= Beginning of Section =
use crate::error::ExportError;
use crate::resolve::ResolvedProject;
use std::fs::File;
use std::io::Write;
use std::path::Path;

pub fn export_json<P: AsRef<Path>>(resolved: &ResolvedProject, path: P) -> Result<(), ExportError> {
    let path_ref = path.as_ref();
    let json = serde_json::to_string_pretty(resolved)?;

    let mut file = File::create(path_ref).map_err(|source| ExportError::FileCreate {
        path: path_ref.to_path_buf(),
        source,
    })?;

    file.write_all(json.as_bytes())
        .map_err(|e| ExportError::WriteError {
            message: e.to_string(),
        })?;

    Ok(())
}
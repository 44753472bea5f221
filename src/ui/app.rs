use crate::model::HierarchyScope;
use crate::parser::Envelope;
use crate::resolve::{resolve_envelope, ResolvedProject};
use crate::table::{project_rows, PriceOrder, TableFilter, TableRow};
use color_eyre::Result;
use crossterm::event::{self, Event, KeyCode, KeyEventKind};
use ratatui::{DefaultTerminal, Frame};

pub struct App {
    envelope: Envelope,
    pub resolved: ResolvedProject,
    pub filter: TableFilter,
    pub rows: Vec<TableRow>,
    pub selected_row: usize,
    pub rows_scroll_offset: usize,
    /// Some while the user is typing a search term.
    pub search_input: Option<String>,
    pub status_keys: Vec<String>,
    pub status_cursor: usize, // 0 = "All"
    pub should_quit: bool,
}

impl App {
    #[must_use]
    pub fn new(envelope: Envelope, scope: HierarchyScope) -> Self {
        let resolved = resolve_envelope(&envelope, scope);
        let mut app = Self {
            envelope,
            resolved,
            filter: TableFilter::default(),
            rows: Vec::new(),
            selected_row: 0,
            rows_scroll_offset: 0,
            search_input: None,
            status_keys: Vec::new(),
            status_cursor: 0,
            should_quit: false,
        };
        app.rebuild_status_keys();
        app.refresh_rows();
        app
    }

    pub fn run(mut self, mut terminal: DefaultTerminal) -> Result<()> {
        while !self.should_quit {
            let height = terminal.size()?.height as usize;
            self.adjust_scroll(height);
            terminal.draw(|frame| self.draw(frame))?;
            self.handle_events()?;
        }
        Ok(())
    }

    fn draw(&self, frame: &mut Frame) {
        super::dashboard::draw_dashboard(frame, self);
    }

    fn handle_events(&mut self) -> Result<()> {
        if let Event::Key(key) = event::read()? {
            if key.kind != KeyEventKind::Press {
                return Ok(());
            }
            if self.search_input.is_some() {
                self.handle_search_keys(key.code);
            } else {
                self.handle_dashboard_keys(key.code);
            }
        }
        Ok(())
    }

    fn handle_dashboard_keys(&mut self, code: KeyCode) {
        match code {
            KeyCode::Char('q') | KeyCode::Esc => self.should_quit = true,
            KeyCode::Up | KeyCode::Char('k') => self.previous_row(),
            KeyCode::Down | KeyCode::Char('j') => self.next_row(),
            KeyCode::Tab => self.toggle_scope(),
            KeyCode::Char('s') => self.cycle_status_filter(),
            KeyCode::Char('p') => self.cycle_price_order(),
            KeyCode::Char('/') => {
                self.search_input = Some(self.filter.search.clone().unwrap_or_default());
            }
            _ => {}
        }
    }

    fn handle_search_keys(&mut self, code: KeyCode) {
        match code {
            KeyCode::Enter => {
                let term = self.search_input.take().unwrap_or_default();
                self.filter.search = (!term.trim().is_empty()).then_some(term);
                self.refresh_rows();
            }
            KeyCode::Esc => {
                self.search_input = None;
                self.filter.search = None;
                self.refresh_rows();
            }
            KeyCode::Backspace => {
                if let Some(input) = &mut self.search_input {
                    input.pop();
                }
            }
            KeyCode::Char(c) => {
                if let Some(input) = &mut self.search_input {
                    input.push(c);
                }
            }
            _ => {}
        }
    }

    fn previous_row(&mut self) {
        if self.selected_row > 0 {
            self.selected_row -= 1;
        }
    }

    fn next_row(&mut self) {
        if self.selected_row < self.rows.len().saturating_sub(1) {
            self.selected_row += 1;
        }
    }

    fn toggle_scope(&mut self) {
        let scope = match self.resolved.scope {
            HierarchyScope::Current => HierarchyScope::Hierarchy,
            HierarchyScope::Hierarchy => HierarchyScope::Current,
        };
        self.resolved = resolve_envelope(&self.envelope, scope);
        self.rebuild_status_keys();
        self.refresh_rows();
    }

    fn cycle_status_filter(&mut self) {
        self.status_cursor = (self.status_cursor + 1) % (self.status_keys.len() + 1);
        self.filter.status = if self.status_cursor == 0 {
            None
        } else {
            Some(self.status_keys[self.status_cursor - 1].clone())
        };
        self.refresh_rows();
    }

    fn cycle_price_order(&mut self) {
        self.filter.price_order = match self.filter.price_order {
            None => Some(PriceOrder::Ascending),
            Some(PriceOrder::Ascending) => Some(PriceOrder::Descending),
            Some(PriceOrder::Descending) => None,
        };
        self.refresh_rows();
    }

    fn refresh_rows(&mut self) {
        self.rows = project_rows(&self.resolved.localities, &self.filter);
        if self.selected_row >= self.rows.len() {
            self.selected_row = self.rows.len().saturating_sub(1);
        }
        self.rows_scroll_offset = self.rows_scroll_offset.min(self.selected_row);
    }

    // Distinct status ids across the resolved locality set, first seen first;
    // drives the "s" filter cycling.
    fn rebuild_status_keys(&mut self) {
        self.status_keys.clear();
        for resolved in &self.resolved.localities {
            if let Some(id) = resolved.locality.status_id.as_deref() {
                if !id.is_empty() && !self.status_keys.iter().any(|k| k == id) {
                    self.status_keys.push(id.to_string());
                }
            }
        }
        self.status_cursor = 0;
        self.filter.status = None;
    }

    // Keep the selection inside the table viewport. The dashboard reserves
    // 12 rows of chrome around the table body.
    fn adjust_scroll(&mut self, terminal_height: usize) {
        let visible = terminal_height.saturating_sub(12).max(1);
        if self.selected_row < self.rows_scroll_offset {
            self.rows_scroll_offset = self.selected_row;
        } else if self.selected_row >= self.rows_scroll_offset + visible {
            self.rows_scroll_offset = self.selected_row + 1 - visible;
        }
    }

    /// Aggregate status counts across the resolved regions, for the summary
    /// line under the table.
    #[must_use]
    pub fn status_line(&self) -> String {
        let mut parts: Vec<(String, usize)> = Vec::new();
        for region in &self.resolved.regions {
            for entry in &region.summary.entries {
                match parts.iter_mut().find(|(label, _)| label == &entry.label) {
                    Some((_, count)) => *count += entry.count,
                    None => parts.push((entry.label.clone(), entry.count)),
                }
            }
        }
        if parts.is_empty() {
            return "no region summaries".to_string();
        }
        parts
            .iter()
            .map(|(label, count)| format!("{label}: {count}"))
            .collect::<Vec<_>>()
            .join("  |  ")
    }

    #[must_use]
    pub fn scope_label(&self) -> &'static str {
        match self.resolved.scope {
            HierarchyScope::Current => "current",
            HierarchyScope::Hierarchy => "hierarchy",
        }
    }

    #[must_use]
    pub fn price_order_label(&self) -> &'static str {
        match self.filter.price_order {
            None => "-",
            Some(PriceOrder::Ascending) => "asc",
            Some(PriceOrder::Descending) => "desc",
        }
    }

    #[must_use]
    pub fn status_filter_label(&self) -> String {
        self.filter.status.clone().unwrap_or_else(|| "all".to_string())
    }
}
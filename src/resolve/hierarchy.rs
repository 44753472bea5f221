use crate::model::Project;
use crate::text::{fold, natural_cmp};
use serde::Serialize;
use std::cmp::Ordering;
use std::collections::{HashMap, HashSet};

/// One project in the final display order. `rank` is the dense 1-based sort
/// key the backend persists.
#[derive(Debug, Clone, PartialEq, Eq, Serialize)]
#[serde(rename_all = "camelCase")]
pub struct RankedProject {
    pub id: String,
    pub name: String,
    pub parent_id: Option<String>,
    pub rank: usize,
    pub depth: usize,
}

/// Deterministic display order of a project batch.
///
/// Pre-order depth-first walk: roots (parent absent or outside the batch)
/// sorted by diacritic-stripped, case-folded name with numeric-aware
/// comparison, then by id; each node's children sorted the same way; parent
/// enqueued before its children. Nodes unreachable from any root (dangling
/// parent cycles) are appended at the end in the same sort order, each
/// walked independently. Every node is emitted exactly once.
#[must_use]
pub fn order_projects(projects: &[&Project]) -> Vec<RankedProject> {
    let batch_ids: HashSet<&str> = projects.iter().map(|p| p.id.as_str()).collect();

    let mut children: HashMap<&str, Vec<&Project>> = HashMap::new();
    let mut roots: Vec<&Project> = Vec::new();
    for &project in projects {
        match project.parent_id.as_deref().filter(|p| batch_ids.contains(p)) {
            Some(parent) => children.entry(parent).or_default().push(project),
            None => roots.push(project),
        }
    }
    roots.sort_by(|a, b| display_cmp(a, b));
    for siblings in children.values_mut() {
        siblings.sort_by(|a, b| display_cmp(a, b));
    }

    let mut visited: HashSet<&str> = HashSet::new();
    let mut ordered: Vec<RankedProject> = Vec::new();
    for &root in &roots {
        walk(root, 0, &children, &mut visited, &mut ordered);
    }

    // Leftovers: orphaned by a cycle among parent links. Same sort order,
    // each walked independently.
    let mut leftovers: Vec<&Project> = projects
        .iter()
        .filter(|p| !visited.contains(p.id.as_str()))
        .copied()
        .collect();
    leftovers.sort_by(|a, b| display_cmp(a, b));
    for project in leftovers {
        walk(project, 0, &children, &mut visited, &mut ordered);
    }

    for (i, entry) in ordered.iter_mut().enumerate() {
        entry.rank = i + 1;
    }
    ordered
}

fn walk<'p>(
    project: &'p Project,
    depth: usize,
    children: &HashMap<&str, Vec<&'p Project>>,
    visited: &mut HashSet<&'p str>,
    ordered: &mut Vec<RankedProject>,
) {
    if !visited.insert(project.id.as_str()) {
        return;
    }
    ordered.push(RankedProject {
        id: project.id.clone(),
        name: project.name.clone(),
        parent_id: project.parent_id.clone(),
        rank: 0,
        depth,
    });
    if let Some(direct) = children.get(project.id.as_str()) {
        for &child in direct {
            walk(child, depth + 1, children, visited, ordered);
        }
    }
}

fn display_cmp(a: &Project, b: &Project) -> Ordering {
    natural_cmp(&fold(&a.name), &fold(&b.name)).then_with(|| natural_cmp(&a.id, &b.id))
}

#[cfg(test)]
mod tests {
    use super::*;
    use pretty_assertions::assert_eq;

    fn project(id: &str, name: &str, parent: Option<&str>) -> Project {
        Project {
            id: id.into(),
            parent_id: parent.map(String::from),
            name: name.into(),
            image: None,
            image_width: None,
            image_height: None,
            public_key: None,
            localities: Vec::new(),
            regions: Vec::new(),
            frontend: None,
        }
    }

    fn ids(ordered: &[RankedProject]) -> Vec<&str> {
        ordered.iter().map(|r| r.id.as_str()).collect()
    }

    #[test]
    fn parents_come_before_children_with_natural_sibling_order() {
        let projects = vec![
            project("c", "Dům 10", Some("root")),
            project("b", "Dům 2", Some("root")),
            project("root", "Areál", None),
            project("d", "Ateliér", None),
        ];
        let refs: Vec<&Project> = projects.iter().collect();
        let ordered = order_projects(&refs);

        // "Areál" folds to "areal" and sorts before "Ateliér"/"atelier";
        // numeric-aware comparison puts "Dům 2" before "Dům 10".
        assert_eq!(ids(&ordered), vec!["root", "b", "c", "d"]);
        assert_eq!(ordered.iter().map(|r| r.rank).collect::<Vec<_>>(), vec![1, 2, 3, 4]);
        assert_eq!(ordered[1].depth, 1);
    }

    #[test]
    fn foreign_parent_makes_a_root() {
        let projects = vec![project("a", "Solo", Some("not-in-batch"))];
        let refs: Vec<&Project> = projects.iter().collect();
        let ordered = order_projects(&refs);
        assert_eq!(ids(&ordered), vec!["a"]);
        assert_eq!(ordered[0].depth, 0);
    }

    #[test]
    fn parent_cycles_are_appended_and_emitted_once() {
        let projects = vec![
            project("x", "Okruh B", Some("y")),
            project("y", "Okruh A", Some("x")),
            project("r", "Kořen", None),
        ];
        let refs: Vec<&Project> = projects.iter().collect();
        let ordered = order_projects(&refs);

        // The cycle pair is unreachable from the root; it lands at the end in
        // name order, walked from "Okruh A" which pulls in its child.
        assert_eq!(ids(&ordered), vec!["r", "y", "x"]);
        assert_eq!(ordered.len(), 3);
    }

    #[test]
    fn every_node_appears_exactly_once() {
        let projects = vec![
            project("a", "A", None),
            project("b", "B", Some("a")),
            project("c", "C", Some("b")),
            project("d", "D", Some("ghost")),
        ];
        let refs: Vec<&Project> = projects.iter().collect();
        let ordered = order_projects(&refs);

        let mut seen = ids(&ordered);
        seen.sort_unstable();
        assert_eq!(seen, vec!["a", "b", "c", "d"]);

        // Parent-before-child for every edge inside the batch.
        for entry in &ordered {
            if let Some(parent) = &entry.parent_id {
                if let Some(parent_rank) = ordered.iter().find(|r| &r.id == parent).map(|r| r.rank) {
                    assert!(parent_rank < entry.rank, "{parent} must precede {}", entry.id);
                }
            }
        }
    }
}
= End of Section =
*What to work on:*
Give the total number of lines in the entries that contain the word "comparison", with no other words.

*The completed task:*
2